Fukushima-Daiichi nuclear power station disaster. With Japanese energy policy priorities shifting to incorporate distributed generation as a means of meeting peak electrical demands on the national grid, annual sales of 1kWe µCHP systems have more than doubled to 18,000 units. In Germany, the disaster prompted a rethink of the national energy strategy, with a planned end to nuclear electrical generation by 2022. This so called “Energie U-turn” presents an opportunity for distributed generation, supported by the re-introduction of the German µCHP purchase subsidy [67].

In this thesis, an alternative approach to domestic energy supply is considered at a discrete dwelling level, where a building-integrated micro-generation system provides electricity in combination with the NEG. Micro-Combined Heat and Power (µCHP) systems are one form of building-integrated micro-generation, and will be the primary focus of this thesis. In contrast to centralised electrical generation systems, the investigated µCHP systems utilize a much higher proportion of primary input energy, through the recovery of heat from an electrical generation process, and the avoidance of transmission and distribution losses [20]. These µCHP systems can also be referred to as co-generation systems, and in a domestic context they predominately have a rated electrical output (Pe) of 5kWe or less. This fits within the UK government’s definition of micro-generation, as defined in recent strategy documents [21]. In support of the policies discussed previously, the UK government has supported [18] combined heat and power research, development and deployment (for µCHP and larger systems), including domestic field trials of µCHP systems [19].

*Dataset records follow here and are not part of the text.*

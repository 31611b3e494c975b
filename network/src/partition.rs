//! Network level addresses: partition four-tuples and node locations.

use core::fmt;

macro_rules! id_type {
    ($(#[$doc:meta] $name:ident,)*) => {
        $(
            #[$doc]
            #[derive(Debug, Clone, Copy, PartialEq, Eq, Hash, PartialOrd, Ord, Default)]
            pub struct $name(u64);

            impl $name {
                pub const fn new(id: u64) -> Self {
                    $name(id)
                }

                pub const fn get(self) -> u64 {
                    self.0
                }
            }

            impl From<u64> for $name {
                fn from(id: u64) -> Self {
                    $name(id)
                }
            }

            impl fmt::Display for $name {
                fn fmt(&self, f: &mut fmt::Formatter<'_>) -> fmt::Result {
                    fmt::Display::fmt(&self.0, f)
                }
            }
        )*
    };
}

id_type! {
    /// Identifier of a deployed query, unique across the cluster.
    QueryId,
    /// Identifier of one operator inside a query plan.
    OperatorId,
    /// Identifier of one partition of an operator's output stream.
    PartitionId,
    /// Identifier of one subpartition within a partition.
    SubpartitionId,
}

/// The wire address of a tuple stream fragment: unique and stable for the
/// lifetime of a query.
#[derive(Debug, Clone, Copy, PartialEq, Eq, Hash)]
pub struct Partition {
    query_id: QueryId,
    operator_id: OperatorId,
    partition_id: PartitionId,
    subpartition_id: SubpartitionId,
}

impl Partition {
    pub const fn new(
        query_id: QueryId,
        operator_id: OperatorId,
        partition_id: PartitionId,
        subpartition_id: SubpartitionId,
    ) -> Self {
        Partition {
            query_id,
            operator_id,
            partition_id,
            subpartition_id,
        }
    }

    pub const fn query_id(&self) -> QueryId {
        self.query_id
    }

    pub const fn operator_id(&self) -> OperatorId {
        self.operator_id
    }

    pub const fn partition_id(&self) -> PartitionId {
        self.partition_id
    }

    pub const fn subpartition_id(&self) -> SubpartitionId {
        self.subpartition_id
    }
}

impl From<(u64, u64, u64, u64)> for Partition {
    fn from((q, o, p, s): (u64, u64, u64, u64)) -> Self {
        Partition::new(q.into(), o.into(), p.into(), s.into())
    }
}

impl fmt::Display for Partition {
    fn fmt(&self, f: &mut fmt::Formatter<'_>) -> fmt::Result {
        write!(
            f,
            "{}::{}::{}::{}",
            self.query_id, self.operator_id, self.partition_id, self.subpartition_id
        )
    }
}

/// Physical endpoint hosting one or more partitions.
#[derive(Debug, Clone, PartialEq, Eq)]
pub struct NodeLocation {
    node_id: u64,
    host: String,
    data_port: u16,
}

impl NodeLocation {
    pub fn new(node_id: u64, host: impl Into<String>, data_port: u16) -> Self {
        NodeLocation {
            node_id,
            host: host.into(),
            data_port,
        }
    }

    pub fn node_id(&self) -> u64 {
        self.node_id
    }

    pub fn host(&self) -> &str {
        &self.host
    }

    pub fn data_port(&self) -> u16 {
        self.data_port
    }

    /// `host:port` form accepted by the socket connectors.
    pub fn address(&self) -> String {
        format!("{}:{}", self.host, self.data_port)
    }
}

impl fmt::Display for NodeLocation {
    fn fmt(&self, f: &mut fmt::Formatter<'_>) -> fmt::Result {
        write!(f, "node {} @ {}:{}", self.node_id, self.host, self.data_port)
    }
}
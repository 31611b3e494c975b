//! Sink media terminating a pipeline.

mod network;
mod print;

pub use network::NetworkSink;
pub use print::{NullSink, PrintSink};

use std::sync::Arc;

use rill_buffer::TupleBuffer;

use crate::error::{RuntimeError, StageError};
use crate::stage::{ExecutionResult, PipelineContext, PipelineStage};
use crate::worker::WorkerContext;

/// A terminal consumer of tuple buffers.
pub trait Sink: Send + Sync {
    fn setup(&self) -> Result<(), RuntimeError> {
        Ok(())
    }

    /// Consume one buffer. The sink must not retain the handle past return.
    fn write_data(&self, buffer: &TupleBuffer, worker: &mut WorkerContext)
    -> Result<(), RuntimeError>;

    /// All upstream pipelines flushed; convert end of stream into the
    /// sink's own completion signal.
    fn on_end_of_stream(&self, worker: &mut WorkerContext) -> Result<(), RuntimeError> {
        let _ = worker;
        Ok(())
    }

    fn shutdown(&self) -> Result<(), RuntimeError> {
        Ok(())
    }
}

/// Adapter placing a sink at the end of the pipeline DAG under the common
/// stage ABI.
pub struct SinkStage {
    sink: Arc<dyn Sink>,
}

impl SinkStage {
    pub fn new(sink: Arc<dyn Sink>) -> Self {
        SinkStage { sink }
    }
}

impl PipelineStage for SinkStage {
    fn name(&self) -> &'static str {
        "sink"
    }

    fn setup(&self) -> Result<(), StageError> {
        self.sink.setup().map_err(|e| StageError::new(4, e.to_string()))
    }

    fn execute(
        &self,
        buffer: TupleBuffer,
        _ctx: &mut dyn PipelineContext,
        worker: &mut WorkerContext,
    ) -> ExecutionResult {
        match self.sink.write_data(&buffer, worker) {
            Ok(()) => ExecutionResult::Ok,
            Err(err) => ExecutionResult::Error(StageError::new(4, err.to_string())),
        }
    }

    fn flush(&self, _ctx: &mut dyn PipelineContext, worker: &mut WorkerContext) -> ExecutionResult {
        match self.sink.on_end_of_stream(worker) {
            Ok(()) => ExecutionResult::Finished,
            Err(err) => ExecutionResult::Error(StageError::new(4, err.to_string())),
        }
    }

    fn shutdown(&self) -> Result<(), StageError> {
        self.sink.shutdown().map_err(|e| StageError::new(4, e.to_string()))
    }
}
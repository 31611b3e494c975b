//! error types.

use core::time::Duration;

use crate::schema::DataType;

/// Error surfaced by buffer acquisition and layout access.
#[derive(Debug, Clone, PartialEq, thiserror::Error)]
pub enum BufferError {
    /// No buffer became available within the given timeout.
    #[error("buffer pool exhausted after waiting {0:?}")]
    PoolExhausted(Duration),
    /// A layout was bound against a buffer too small for a single row.
    #[error("schema of {schema_bytes} bytes does not fit buffer of {buffer_bytes} bytes")]
    SchemaSizeMismatch { schema_bytes: usize, buffer_bytes: usize },
    /// A record push was attempted on a buffer at capacity.
    #[error("buffer full at capacity {capacity}")]
    BufferFull { capacity: usize },
    /// A tuple index past the current tuple count was accessed.
    #[error("tuple index {index} out of bounds for {count} tuples")]
    IndexOutOfBounds { index: usize, count: usize },
    /// A typed field access did not match the schema field type.
    #[error("field {field} has type {actual:?} but {requested:?} was requested")]
    FieldTypeMismatch {
        field: usize,
        actual: DataType,
        requested: DataType,
    },
    /// A record value count or type did not match the schema.
    #[error("record does not match schema: {0}")]
    RecordMismatch(&'static str),
}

There is a distinction between micro-generation technologies that generate electricity only, and µCHP systems. To understand the economic and carbon reduction potential of an electricity-only generator, the demand profile and potential for generation need to be understood for a single fuel. Where storage is employed to maximise on-site utilisation of generated electricity, the behaviour of the storage device needs to be understood. µCHP adds several layers of additional complexity; the need to understand the demand profiles and supply potential for two types of end use energy demands (under varying load conditions), the co-incidence of both demands, the storage of heat and/or electricity, and the responsiveness of demand to supply. This

final point does not apply to electrical systems (with the exception of changing efficiencies of storage technologies over the range of state-of-charge levels), but it is a significant matter for thermal systems. The thermal mass within thermal stores and space heating distribution systems introduces the dynamic response of thermal demand profiles to the profile of thermal generation. The distinction between static and dynamic demand profiles is drawn in Section 1.6.3, and it is argued that this distinction is often overlooked in the investigation of µCHP performance, where many studies are confined to the response of supply to demand.

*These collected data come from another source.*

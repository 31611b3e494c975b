//! Composition root of one node.
//!
//! Owns the buffer manager, partition registry, network manager and query
//! manager, constructed in exactly that order, and drives query lifecycles
//! against them. None of the managers is process global.

use core::sync::atomic::{AtomicBool, AtomicU64, Ordering};
use core::time::Duration;
use std::sync::{Arc, OnceLock, Weak};

use dashmap::DashMap;
use parking_lot::Mutex;
use rill_buffer::BufferManager;
use rill_network::{
    ExchangeListener, NetworkError, NetworkManager, NodeLocation, Partition, PartitionManager,
    QueryId,
};
use tracing::{debug, info, warn};

use crate::error::RuntimeError;
use crate::plan::{ExecutableQueryPlan, ExecutionStatus, SourceSlot};
use crate::query_manager::{NetworkSourceEmitter, QueryManager};
use crate::statistics::{QueryStatistics, StatisticsSnapshot};

const DEFAULT_STOP_TIMEOUT: Duration = Duration::from_secs(10);
const FORCED_STOP_TIMEOUT: Duration = Duration::from_secs(5);

/// Engine configuration with workable defaults for a single node
/// deployment.
pub struct NodeEngineBuilder {
    node_id: u64,
    host: String,
    data_port: u16,
    worker_threads: usize,
    buffers_in_global_pool: usize,
    buffers_per_worker: usize,
    buffers_per_source: usize,
    buffer_size_bytes: usize,
}

impl Default for NodeEngineBuilder {
    fn default() -> Self {
        Self::new()
    }
}

impl NodeEngineBuilder {
    pub fn new() -> Self {
        NodeEngineBuilder {
            node_id: 0,
            host: "127.0.0.1".into(),
            data_port: 0,
            worker_threads: std::thread::available_parallelism()
                .map(|n| n.get())
                .unwrap_or(1),
            buffers_in_global_pool: 1024,
            buffers_per_worker: 128,
            buffers_per_source: 64,
            buffer_size_bytes: 32 * 1024,
        }
    }

    pub fn node_id(mut self, node_id: u64) -> Self {
        self.node_id = node_id;
        self
    }

    pub fn host(mut self, host: impl Into<String>) -> Self {
        self.host = host.into();
        self
    }

    /// Port 0 binds an ephemeral port, reported by
    /// [`NodeEngine::location`].
    pub fn data_port(mut self, port: u16) -> Self {
        self.data_port = port;
        self
    }

    /// # Panics
    /// When given 0 worker threads.
    pub fn worker_threads(mut self, count: usize) -> Self {
        assert_ne!(count, 0, "there must be at least one worker thread");
        self.worker_threads = count;
        self
    }

    pub fn buffers_in_global_pool(mut self, count: usize) -> Self {
        self.buffers_in_global_pool = count;
        self
    }

    pub fn buffers_per_worker(mut self, count: usize) -> Self {
        self.buffers_per_worker = count;
        self
    }

    pub fn buffers_per_source(mut self, count: usize) -> Self {
        self.buffers_per_source = count;
        self
    }

    pub fn buffer_size_bytes(mut self, size: usize) -> Self {
        self.buffer_size_bytes = size;
        self
    }

    /// Construction order is fixed: buffer manager, partition manager,
    /// network manager, query manager.
    pub fn build(self) -> Result<NodeEngine, RuntimeError> {
        let buffers = BufferManager::new(self.buffer_size_bytes, self.buffers_in_global_pool);
        let partitions = Arc::new(PartitionManager::new());
        let listener = Arc::new(EngineExchangeListener::default());
        let network = NetworkManager::start(
            NodeLocation::new(self.node_id, self.host, self.data_port),
            partitions.clone(),
            listener.clone(),
            Arc::new(buffers.clone()),
        )?;
        let query_manager = QueryManager::start(
            buffers.clone(),
            self.worker_threads,
            self.buffers_per_worker,
        );

        let location = network.location().clone();
        let inner = Arc::new(EngineInner {
            buffers,
            partitions,
            location,
            network: Mutex::new(Some(network)),
            query_manager,
            plans: DashMap::new(),
            buffers_per_source: self.buffers_per_source,
            listener: listener.clone(),
            stopped: AtomicBool::new(false),
        });
        listener.bind(Arc::downgrade(&inner));
        info!(location = %inner.location, "node engine up");
        Ok(NodeEngine { inner })
    }
}

pub(crate) struct EngineInner {
    buffers: BufferManager,
    partitions: Arc<PartitionManager>,
    location: NodeLocation,
    network: Mutex<Option<NetworkManager>>,
    query_manager: QueryManager,
    plans: DashMap<QueryId, Vec<Arc<ExecutableQueryPlan>>>,
    buffers_per_source: usize,
    listener: Arc<EngineExchangeListener>,
    stopped: AtomicBool,
}

impl EngineInner {
    fn unregister_network_sources(&self, plan: &ExecutableQueryPlan) {
        let network = self.network.lock();
        let Some(network) = network.as_ref() else {
            return;
        };
        for slot in plan.sources() {
            if let SourceSlot::Network { partition, .. } = slot {
                if network.unregister_subpartition_consumer(*partition) {
                    debug!(%partition, "network source unregistered");
                }
            }
        }
    }
}

/// Wire level callbacks into the engine. Holds only a weak reference; the
/// network manager must never keep the engine alive.
#[derive(Default)]
struct EngineExchangeListener {
    inner: OnceLock<Weak<EngineInner>>,
    server_errors: AtomicU64,
}

impl EngineExchangeListener {
    fn bind(&self, inner: Weak<EngineInner>) {
        let _ = self.inner.set(inner);
    }

    fn engine(&self) -> Option<Arc<EngineInner>> {
        self.inner.get().and_then(Weak::upgrade)
    }
}

impl ExchangeListener for EngineExchangeListener {
    fn on_end_of_stream(&self, partition: Partition) {
        debug!(%partition, "wire end of stream");
    }

    fn on_server_error(&self, error: &NetworkError) {
        self.server_errors.fetch_add(1, Ordering::Relaxed);
        match error {
            NetworkError::PartitionNotRegistered(partition) => {
                // Expected while a producer races its consumer's
                // registration; the producer retries.
                debug!(%partition, "frame for unregistered partition");
            }
            _ => match self.engine() {
                Some(engine) => {
                    warn!(node = %engine.location, %error, "server side network error");
                }
                None => warn!(%error, "server side network error after engine teardown"),
            },
        }
    }

    fn on_channel_error(&self, error: &NetworkError) {
        warn!(%error, "channel error");
    }
}

/// One node of the engine: registration, lifecycle and teardown of query
/// plans.
pub struct NodeEngine {
    inner: Arc<EngineInner>,
}

impl NodeEngine {
    pub fn builder() -> NodeEngineBuilder {
        NodeEngineBuilder::new()
    }

    /// The data endpoint of this node, with the actually bound port.
    pub fn location(&self) -> &NodeLocation {
        &self.inner.location
    }

    pub fn buffer_manager(&self) -> &BufferManager {
        &self.inner.buffers
    }

    pub fn partition_manager(&self) -> &Arc<PartitionManager> {
        &self.inner.partitions
    }

    /// Wire level errors observed by the receiver since startup.
    pub fn server_error_count(&self) -> u64 {
        self.inner.listener.server_errors.load(Ordering::Relaxed)
    }

    /// Pool of `buffers_per_source` buffers for one bounded source.
    pub fn create_source_pool(&self) -> rill_buffer::FixedSizeBufferPool {
        self.inner
            .buffers
            .create_fixed_size_buffer_pool(self.inner.buffers_per_source)
    }

    /// Validate and deploy a plan: every stage's `setup` runs, the plan
    /// moves `Created -> Deployed`. Failure leaves no partial state.
    pub fn register_query(&self, plan: Arc<ExecutableQueryPlan>) -> Result<(), RuntimeError> {
        plan.setup()?;
        plan.attach_statistics(Arc::new(QueryStatistics::new(
            self.inner.query_manager.worker_count(),
        )));
        self.inner
            .plans
            .entry(plan.query_id())
            .or_default()
            .push(plan.clone());
        info!(query = %plan.query_id(), sub_plan = %plan.sub_plan_id(), "query registered");
        Ok(())
    }

    fn plans_of(&self, query_id: QueryId) -> Result<Vec<Arc<ExecutableQueryPlan>>, RuntimeError> {
        self.inner
            .plans
            .get(&query_id)
            .map(|p| p.clone())
            .ok_or(RuntimeError::UnknownQuery(query_id))
    }

    /// `Deployed -> Running`: start source threads and register network
    /// source consumers.
    pub fn start_query(&self, query_id: QueryId) -> Result<(), RuntimeError> {
        for plan in self.plans_of(query_id)? {
            plan.start()?;
            self.inner
                .query_manager
                .inner()
                .broadcast_reconfiguration(&plan, crate::task::Reconfiguration::Initialize);
            for (slot, source) in plan.sources().iter().enumerate() {
                match source {
                    SourceSlot::Thread { .. } => {
                        self.inner.query_manager.spawn_source(plan.clone(), slot);
                    }
                    SourceSlot::Network { partition, target, .. } => {
                        let emitter = Arc::new(NetworkSourceEmitter::new(
                            self.inner.query_manager.inner().clone(),
                            plan.clone(),
                            slot,
                            *target,
                        ));
                        let registered = {
                            let network = self.inner.network.lock();
                            network
                                .as_ref()
                                .map(|n| n.register_subpartition_consumer(*partition, emitter))
                                .unwrap_or(false)
                        };
                        if !registered {
                            plan.fail(crate::error::StageError::new(
                                5,
                                format!("network source partition {partition} rejected"),
                            ));
                        }
                    }
                }
            }
            info!(query = %query_id, "query started");
        }
        Ok(())
    }

    /// `Running -> Stopped`. `hard` cancels inflight work; otherwise the
    /// plan drains inflight tasks, flushes and stops, escalating to a
    /// cancel when the drain exceeds its timeout.
    pub fn stop_query(&self, query_id: QueryId, hard: bool) -> Result<(), RuntimeError> {
        for plan in self.plans_of(query_id)? {
            // Only a running (or errored) plan has work to drain.
            if !matches!(
                plan.status(),
                ExecutionStatus::Running | ExecutionStatus::ErrorState
            ) {
                continue;
            }
            if hard {
                plan.cancel();
            } else {
                plan.request_soft_stop();
                self.inner
                    .query_manager
                    .inner()
                    .broadcast_reconfiguration(&plan, crate::task::Reconfiguration::SoftEndOfStream);
            }
            // Push sources cannot observe the stop flag; cut them off and
            // drain what already arrived.
            for (slot, source) in plan.sources().iter().enumerate() {
                if matches!(source, SourceSlot::Network { .. }) {
                    self.inner
                        .query_manager
                        .inner()
                        .source_finished(&plan, slot);
                }
            }
            self.inner.unregister_network_sources(&plan);

            if !plan.wait_completed(DEFAULT_STOP_TIMEOUT) {
                warn!(query = %query_id, "drain timed out, forcing cancellation");
                plan.cancel();
                self.inner.query_manager.inner().maybe_request_drain(&plan);
                if !plan.wait_completed(FORCED_STOP_TIMEOUT) {
                    warn!(query = %query_id, "plan did not quiesce within the forced timeout");
                }
            }
            info!(query = %query_id, status = ?plan.status(), "query stopped");
        }
        Ok(())
    }

    /// `Stopped -> Destroyed`: shut stages down and release the plan.
    pub fn undeploy_query(&self, query_id: QueryId) -> Result<(), RuntimeError> {
        let (_, plans) = self
            .inner
            .plans
            .remove(&query_id)
            .ok_or(RuntimeError::UnknownQuery(query_id))?;
        for plan in plans {
            self.inner.unregister_network_sources(&plan);
            plan.destroy()?;
            info!(query = %query_id, "query undeployed");
        }
        Ok(())
    }

    pub fn query_status(&self, query_id: QueryId) -> Result<Vec<ExecutionStatus>, RuntimeError> {
        Ok(self.plans_of(query_id)?.iter().map(|p| p.status()).collect())
    }

    /// Per subplan counters of one query.
    pub fn query_statistics(&self, query_id: QueryId) -> Result<Vec<StatisticsSnapshot>, RuntimeError> {
        Ok(self
            .plans_of(query_id)?
            .iter()
            .map(|p| p.statistics_snapshot())
            .collect())
    }

    pub fn first_error(&self, query_id: QueryId) -> Result<Option<crate::error::StageError>, RuntimeError> {
        Ok(self
            .plans_of(query_id)?
            .iter()
            .find_map(|p| p.first_error()))
    }

    /// Tear everything down in reverse dependency order: queries, query
    /// manager, network. Idempotent; completes in bounded time even for
    /// stuck queries through the forced drain.
    pub fn stop(&self) {
        if self.inner.stopped.swap(true, Ordering::AcqRel) {
            return;
        }
        let query_ids: Vec<QueryId> = self.inner.plans.iter().map(|e| *e.key()).collect();
        for query_id in query_ids {
            if let Err(err) = self.stop_query(query_id, false) {
                warn!(query = %query_id, %err, "stop during engine shutdown failed");
            }
            if let Err(err) = self.undeploy_query(query_id) {
                warn!(query = %query_id, %err, "undeploy during engine shutdown failed");
            }
        }
        self.inner.query_manager.shutdown();
        if let Some(mut network) = self.inner.network.lock().take() {
            network.shutdown();
        }
        info!("node engine stopped");
    }
}

impl Drop for NodeEngine {
    fn drop(&mut self) {
        self.stop();
    }
}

The issues co-incidence of thermal and electrical demand and dynamic response of demand to supply, especially within the operating constraints of different µCHP technologies, is the core of the research issue investigated in this project. In order to conceive, model and analyse any energy supply approach, the transient nature of demand must be characterised and understood, in both daily and annual contexts. To this end, this research project was undertaken to explore and build an understanding of the relationships between transient demand and supply. Part of this research exercise is to understand the technological constraints placed on µCHP systems, and their resultant ability to follow variable thermal and electrical demand. With this understanding, operating and control practices can be defined and investigated to maximise µCHP system performance.